Perceived barriers and facilitators to health behaviors in European childhood cancer survivors


Background: Healthy behaviours, that is, engaging in regular physical activities, maintaining a healthy diet, limiting alcohol consumption, and avoiding tobacco and drug use, decrease the risk of developing late adverse health conditions in childhood cancer survivors. However, childhood cancer survivors may experience barriers to adopting and maintaining healthy behaviours. This study aimed to assess these barriers and facilitators to health behaviour adoption and maintenance in childhood cancer survivors.
Methods: A focus group ( n =12) and semi-structured telephone interviews (n =20) were conducted with European and Dutch childhood cancer survivors, respectively. The Theoretical Domains Framework (TDF) was used to inform the topic guide and analysis. Inductive thematic analysis was applied to identify categories relating to barriers and facilitators of health behaviour adoption and maintenance.

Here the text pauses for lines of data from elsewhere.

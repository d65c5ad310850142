//! Catalog records as returned by the upstream API, and the brand/model rows
//! derived from them.
//!
//! Products reference brands and models by name rather than by surrogate id.

use serde::Deserialize;
use serde::de::DeserializeOwned;
use sea_orm::Value;

use super::catalog::Catalog;
use super::ids;
use crate::bulk::{BulkRecord, TableKind};

const TIRE_PRODUCT_COLUMNS: &[&str] = &[
    "id",
    "availability",
    "currency",
    "description",
    "dual_load_index",
    "dual_max_inflation_pressure",
    "dual_max_load",
    "featured",
    "image_url",
    "load_index",
    "max_inflation_pressure",
    "max_load",
    "mpn",
    "overall_diameter",
    "price",
    "revs_per_mile",
    "rim_width_range",
    "road_condition",
    "sect_width",
    "sidewall",
    "size_desc",
    "sku",
    "speed_rating",
    "temperature",
    "traction",
    "tread_depth",
    "tread_type",
    "treadwear",
    "url",
    "utqg",
    "warranty",
    "aspect_ratio",
    "diameter",
    "width",
    "brand_name",
    "model_name",
    "rebate_id",
];

const WHEEL_PRODUCT_COLUMNS: &[&str] = &[
    "id",
    "availability",
    "back_spacing",
    "bolt_circle",
    "currency",
    "featured",
    "finish",
    "hub_bore",
    "image_url",
    "length",
    "lugs",
    "wheel_offset",
    "price",
    "url",
    "weight",
    "bolt_pattern",
    "diameter",
    "width",
    "brand_name",
    "model_name",
    "rebate_id",
];

/// Column count of the widest record any catalog writes.
pub const WIDEST_RECORD_PARAMS: usize = TIRE_PRODUCT_COLUMNS.len();

/// A product type belonging to exactly one catalog.
pub trait CatalogProduct: BulkRecord + DeserializeOwned + Send + Sync + 'static {
    const CATALOG: Catalog;
    /// Paginated collection field, e.g. `allTires`.
    const COLLECTION: &'static str;
    /// GraphQL operation name, e.g. `AllTires`.
    const OPERATION: &'static str;
    /// Item selection set requested for each page.
    const SELECTION: &'static str;

    fn id(&self) -> &str;
    fn brand_name(&self) -> Option<&str>;
    fn model_name(&self) -> Option<&str>;
}

#[derive(Debug, Clone, PartialEq, Eq, Hash, PartialOrd, Ord)]
pub struct BrandRecord {
    pub name: String,
}

impl BulkRecord for BrandRecord {
    const KIND: TableKind = TableKind::Brands;
    const COLUMNS: &'static [&'static str] = &["brand_name"];
    const KEY_COLUMN: &'static str = "brand_name";

    fn key(&self) -> &str {
        &self.name
    }

    fn values(&self) -> Vec<Value> {
        vec![self.name.clone().into()]
    }
}

#[derive(Debug, Clone, PartialEq, Eq)]
pub struct ModelRecord {
    pub name: String,
    pub brand_name: Option<String>,
    pub taxonomy_id: Option<String>,
}

impl BulkRecord for ModelRecord {
    const KIND: TableKind = TableKind::Models;
    const COLUMNS: &'static [&'static str] = &["model_name", "brand_name", "model_taxon_id"];
    const KEY_COLUMN: &'static str = "model_name";

    fn key(&self) -> &str {
        &self.name
    }

    fn values(&self) -> Vec<Value> {
        vec![
            self.name.clone().into(),
            self.brand_name.clone().into(),
            self.taxonomy_id.clone().into(),
        ]
    }
}

/// `rebate { id }` on a product; `null` when the product has no rebate.
#[derive(Debug, Clone, PartialEq, Eq, Deserialize)]
pub struct RebateRef {
    #[serde(deserialize_with = "ids::deserialize")]
    pub id: String,
}

#[derive(Debug, Clone, PartialEq, Deserialize)]
#[serde(rename_all = "camelCase")]
pub struct TireSize {
    pub aspect_ratio: Option<f64>,
    pub diameter: Option<f64>,
    pub width: Option<f64>,
}

/// Numeric attributes are untyped JSON numbers upstream and are read as `f64`.
#[derive(Debug, Clone, PartialEq, Deserialize)]
#[serde(rename_all = "camelCase")]
pub struct TireProduct {
    #[serde(deserialize_with = "ids::deserialize")]
    pub id: String,
    pub availability: Option<String>,
    pub brand: Option<String>,
    pub currency: Option<String>,
    pub description: Option<String>,
    pub dual_load_index: Option<f64>,
    pub dual_max_inflation_pressure: Option<f64>,
    pub dual_max_load: Option<f64>,
    pub featured: Option<bool>,
    pub image_url: Option<String>,
    pub load_index: Option<f64>,
    pub max_inflation_pressure: Option<f64>,
    pub max_load: Option<f64>,
    pub model_name: Option<String>,
    pub mpn: Option<String>,
    pub overall_diameter: Option<f64>,
    pub price: Option<f64>,
    pub revs_per_mile: Option<f64>,
    pub rim_width_range: Option<String>,
    pub road_condition: Option<String>,
    pub sect_width: Option<f64>,
    pub sidewall: Option<String>,
    pub size_desc: Option<String>,
    pub sku: Option<String>,
    pub speed_rating: Option<String>,
    pub temperature: Option<String>,
    pub traction: Option<String>,
    pub tread_depth: Option<f64>,
    pub tread_type: Option<String>,
    pub treadwear: Option<String>,
    pub url: Option<String>,
    pub utqg: Option<String>,
    pub warranty: Option<String>,
    pub size: Option<TireSize>,
    pub rebate: Option<RebateRef>,
}

impl TireProduct {
    /// Warranty text with commas removed.
    pub fn normalized_warranty(&self) -> Option<String> {
        self.warranty.as_deref().map(|w| w.replace(',', ""))
    }
}

impl BulkRecord for TireProduct {
    const KIND: TableKind = TableKind::Products;
    const COLUMNS: &'static [&'static str] = TIRE_PRODUCT_COLUMNS;
    const KEY_COLUMN: &'static str = "id";

    fn key(&self) -> &str {
        &self.id
    }

    fn values(&self) -> Vec<Value> {
        let size = self.size.as_ref();
        vec![
            self.id.clone().into(),
            self.availability.clone().into(),
            self.currency.clone().into(),
            self.description.clone().into(),
            self.dual_load_index.into(),
            self.dual_max_inflation_pressure.into(),
            self.dual_max_load.into(),
            self.featured.into(),
            self.image_url.clone().into(),
            self.load_index.into(),
            self.max_inflation_pressure.into(),
            self.max_load.into(),
            self.mpn.clone().into(),
            self.overall_diameter.into(),
            self.price.into(),
            self.revs_per_mile.into(),
            self.rim_width_range.clone().into(),
            self.road_condition.clone().into(),
            self.sect_width.into(),
            self.sidewall.clone().into(),
            self.size_desc.clone().into(),
            self.sku.clone().into(),
            self.speed_rating.clone().into(),
            self.temperature.clone().into(),
            self.traction.clone().into(),
            self.tread_depth.into(),
            self.tread_type.clone().into(),
            self.treadwear.clone().into(),
            self.url.clone().into(),
            self.utqg.clone().into(),
            self.normalized_warranty().into(),
            size.and_then(|s| s.aspect_ratio).into(),
            size.and_then(|s| s.diameter).into(),
            size.and_then(|s| s.width).into(),
            self.brand.clone().into(),
            self.model_name.clone().into(),
            self.rebate.as_ref().map(|r| r.id.clone()).into(),
        ]
    }
}

impl CatalogProduct for TireProduct {
    const CATALOG: Catalog = Catalog::Tires;
    const COLLECTION: &'static str = "allTires";
    const OPERATION: &'static str = "AllTires";
    const SELECTION: &'static str = "availability brand currency description dualLoadIndex \
        dualMaxInflationPressure dualMaxLoad featured id imageUrl loadIndex maxInflationPressure \
        maxLoad modelName mpn overallDiameter price revsPerMile rimWidthRange roadCondition \
        sectWidth sidewall sizeDesc sku speedRating temperature traction treadDepth treadType \
        treadwear url utqg warranty size { aspectRatio diameter width } rebate { id }";

    fn id(&self) -> &str {
        &self.id
    }

    fn brand_name(&self) -> Option<&str> {
        self.brand.as_deref()
    }

    fn model_name(&self) -> Option<&str> {
        self.model_name.as_deref()
    }
}

#[derive(Debug, Clone, PartialEq, Deserialize)]
#[serde(rename_all = "camelCase")]
pub struct WheelSize {
    pub bolt_pattern: Option<String>,
    pub diameter: Option<f64>,
    pub width: Option<f64>,
}

#[derive(Debug, Clone, PartialEq, Deserialize)]
#[serde(rename_all = "camelCase")]
pub struct WheelProduct {
    #[serde(deserialize_with = "ids::deserialize")]
    pub id: String,
    pub availability: Option<String>,
    pub back_spacing: Option<f64>,
    pub bolt_circle: Option<f64>,
    pub brand: Option<String>,
    pub currency: Option<String>,
    pub featured: Option<bool>,
    pub finish: Option<String>,
    pub hub_bore: Option<f64>,
    pub image_url: Option<String>,
    pub length: Option<f64>,
    pub lugs: Option<f64>,
    pub model_name: Option<String>,
    pub offset: Option<f64>,
    pub price: Option<f64>,
    pub url: Option<String>,
    pub weight: Option<f64>,
    pub size: Option<WheelSize>,
    pub rebate: Option<RebateRef>,
}

impl BulkRecord for WheelProduct {
    const KIND: TableKind = TableKind::Products;
    const COLUMNS: &'static [&'static str] = WHEEL_PRODUCT_COLUMNS;
    const KEY_COLUMN: &'static str = "id";

    fn key(&self) -> &str {
        &self.id
    }

    fn values(&self) -> Vec<Value> {
        let size = self.size.as_ref();
        vec![
            self.id.clone().into(),
            self.availability.clone().into(),
            self.back_spacing.into(),
            self.bolt_circle.into(),
            self.currency.clone().into(),
            self.featured.into(),
            self.finish.clone().into(),
            self.hub_bore.into(),
            self.image_url.clone().into(),
            self.length.into(),
            self.lugs.into(),
            self.offset.into(),
            self.price.into(),
            self.url.clone().into(),
            self.weight.into(),
            size.and_then(|s| s.bolt_pattern.clone()).into(),
            size.and_then(|s| s.diameter).into(),
            size.and_then(|s| s.width).into(),
            self.brand.clone().into(),
            self.model_name.clone().into(),
            self.rebate.as_ref().map(|r| r.id.clone()).into(),
        ]
    }
}

impl CatalogProduct for WheelProduct {
    const CATALOG: Catalog = Catalog::Wheels;
    const COLLECTION: &'static str = "allWheels";
    const OPERATION: &'static str = "AllWheels";
    const SELECTION: &'static str = "availability backSpacing boltCircle brand currency featured \
        finish hubBore id imageUrl length lugs modelName offset price url weight \
        size { boltPattern diameter width } rebate { id }";

    fn id(&self) -> &str {
        &self.id
    }

    fn brand_name(&self) -> Option<&str> {
        self.brand.as_deref()
    }

    fn model_name(&self) -> Option<&str> {
        self.model_name.as_deref()
    }
}

/// Item shape for tombstone pages: only the id is needed.
#[derive(Debug, Clone, PartialEq, Eq, Deserialize)]
pub struct DeletedItem {
    #[serde(deserialize_with = "ids::deserialize")]
    pub id: String,
}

Results: Ten TDF domains were identified in the data of which “Knowledge,” “Beliefs about consequences,” “Environmental context and resources,” and “Social influences” were most commonly reported. Childhood cancer survivors expressed a need for knowledge on the importance of healthy behaviours, possibly provided by healthcare professionals. They indicated physical and long-term benefits of healthy behaviours, available professional support, and supporting and health-consciously minded work and social environment to be facilitators.
Barriers were mostly related to a lack of available time and an unhealthy environment. Lastly, (social) media was perceived as both a barrier and a facilitator of healthy behaviours.


This study has identified education and available professional support in health behaviours and the relevance of healthy behaviours for childhood cancer survivors as key opportunities for stimulating health behaviour adoption in childhood cancer survivors. Incorporating health behaviour support and interventions for this population should therefore be a high priority.